EXERCISE INPUT section start
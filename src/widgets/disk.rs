//! Disk panel: up to four mounts with aligned columns and an I/O summary.

use crate::ansi::{self, paint};
use crate::engine::DiskUsage;
use crate::format::{format_bytes, pad_left, pad_right};

use super::{Meter, PanelStyle};

/// Mounts shown at most.
pub const MAX_MOUNTS: usize = 4;
/// Minimum size-column width.
const MIN_SIZE_WIDTH: usize = 15;
/// Minimum bar width.
const MIN_BAR_WIDTH: usize = 10;
/// Mount label column is capped at this share of the inner width.
const MAX_LABEL_SHARE: usize = 3;

/// Column widths shared by every mount row.
#[derive(Debug, Clone, Copy, PartialEq, Eq)]
pub struct DiskColumns {
    /// Mount label width.
    pub label: usize,
    /// Meter width.
    pub bar: usize,
    /// Used/total column width.
    pub size: usize,
}

impl DiskColumns {
    /// Computes widths once across all visible rows.
    ///
    /// `size` is the widest `"used / total"` string or 15; `bar` is what
    /// remains after the label and size columns and separators, at least 10.
    #[must_use]
    pub fn compute(labels: &[String], sizes: &[String], inner: usize) -> Self {
        let label = labels
            .iter()
            .map(|l| ansi::visual_width(l))
            .max()
            .unwrap_or(0)
            .min(inner / MAX_LABEL_SHARE);
        let size = sizes.iter().map(|s| ansi::visual_width(s)).max().unwrap_or(0).max(MIN_SIZE_WIDTH);
        let bar = inner.saturating_sub(label + size + 3).max(MIN_BAR_WIDTH);
        Self { label, bar, size }
    }
}

/// Renders the disk panel.
#[must_use]
pub fn disk_panel(usage: &DiskUsage, width: usize, height: usize, style: &PanelStyle<'_>) -> Vec<String> {
    let theme = style.theme;
    let inner = width.saturating_sub(2);
    let rows = height.saturating_sub(2);

    let mounts = &usage.mounts[..usage.mounts.len().min(MAX_MOUNTS).min(rows.saturating_sub(1))];
    let labels: Vec<String> = mounts.iter().map(|m| m.mount_point.clone()).collect();
    let sizes: Vec<String> = mounts
        .iter()
        .map(|m| format!("{} / {}", format_bytes(m.used as f64), format_bytes(m.total as f64)))
        .collect();
    let cols = DiskColumns::compute(&labels, &sizes, inner);

    let mut content = Vec::with_capacity(mounts.len() + 1);
    for ((mount, label), size) in mounts.iter().zip(&labels).zip(&sizes) {
        let pct = mount.used_percent.value;
        let bar = Meter::new(pct).width(cols.bar).color(theme.usage_color(pct)).track_color(theme.dim).render();
        content.push(format!(
            " {} {bar} {}",
            pad_right(&ansi::truncate_ellipsis(label, cols.label), cols.label),
            pad_left(size, cols.size),
        ));
    }

    content.push(format!(
        " {} {} {}  {} {}",
        style.dim("I/O"),
        style.dim("R"),
        paint(&usage.total_read.display, theme.disk),
        style.dim("W"),
        paint(&usage.total_write.display, theme.disk),
    ));

    style.boxed(content, width, height, "Disk", theme.disk)
}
EXERCISE INPUT section end
EXERCISE:
Transcribe the listing in full, keeping every line exact.

OUTPUT BELOW:
filename src/widgets/disk.rs
//! Disk panel: up to four mounts with aligned columns and an I/O summary.

use crate::ansi::{self, paint};
use crate::engine::DiskUsage;
use crate::format::{format_bytes, pad_left, pad_right};

use super::{Meter, PanelStyle};

/// Mounts shown at most.
pub const MAX_MOUNTS: usize = 4;
/// Minimum size-column width.
const MIN_SIZE_WIDTH: usize = 15;
/// Minimum bar width.
const MIN_BAR_WIDTH: usize = 10;
/// Mount label column is capped at this share of the inner width.
const MAX_LABEL_SHARE: usize = 3;

/// Column widths shared by every mount row.
#[derive(Debug, Clone, Copy, PartialEq, Eq)]
pub struct DiskColumns {
    /// Mount label width.
    pub label: usize,
    /// Meter width.
    pub bar: usize,
    /// Used/total column width.
    pub size: usize,
}

impl DiskColumns {
    /// Computes widths once across all visible rows.
    ///
    /// `size` is the widest `"used / total"` string or 15; `bar` is what
    /// remains after the label and size columns and separators, at least 10.
    #[must_use]
    pub fn compute(labels: &[String], sizes: &[String], inner: usize) -> Self {
        let label = labels
            .iter()
            .map(|l| ansi::visual_width(l))
            .max()
            .unwrap_or(0)
            .min(inner / MAX_LABEL_SHARE);
        let size = sizes.iter().map(|s| ansi::visual_width(s)).max().unwrap_or(0).max(MIN_SIZE_WIDTH);
        let bar = inner.saturating_sub(label + size + 3).max(MIN_BAR_WIDTH);
        Self { label, bar, size }
    }
}

/// Renders the disk panel.
#[must_use]
pub fn disk_panel(usage: &DiskUsage, width: usize, height: usize, style: &PanelStyle<'_>) -> Vec<String> {
    let theme = style.theme;
    let inner = width.saturating_sub(2);
    let rows = height.saturating_sub(2);

    let mounts = &usage.mounts[..usage.mounts.len().min(MAX_MOUNTS).min(rows.saturating_sub(1))];
    let labels: Vec<String> = mounts.iter().map(|m| m.mount_point.clone()).collect();
    let sizes: Vec<String> = mounts
        .iter()
        .map(|m| format!("{} / {}", format_bytes(m.used as f64), format_bytes(m.total as f64)))
        .collect();
    let cols = DiskColumns::compute(&labels, &sizes, inner);

    let mut content = Vec::with_capacity(mounts.len() + 1);
    for ((mount, label), size) in mounts.iter().zip(&labels).zip(&sizes) {
        let pct = mount.used_percent.value;
        let bar = Meter::new(pct).width(cols.bar).color(theme.usage_color(pct)).track_color(theme.dim).render();
        content.push(format!(
            " {} {bar} {}",
            pad_right(&ansi::truncate_ellipsis(label, cols.label), cols.label),
            pad_left(size, cols.size),
        ));
    }

    content.push(format!(
        " {} {} {}  {} {}",
        style.dim("I/O"),
        style.dim("R"),
        paint(&usage.total_read.display, theme.disk),
        style.dim("W"),
        paint(&usage.total_write.display, theme.disk),
    ));

    style.boxed(content, width, height, "Disk", theme.disk)
}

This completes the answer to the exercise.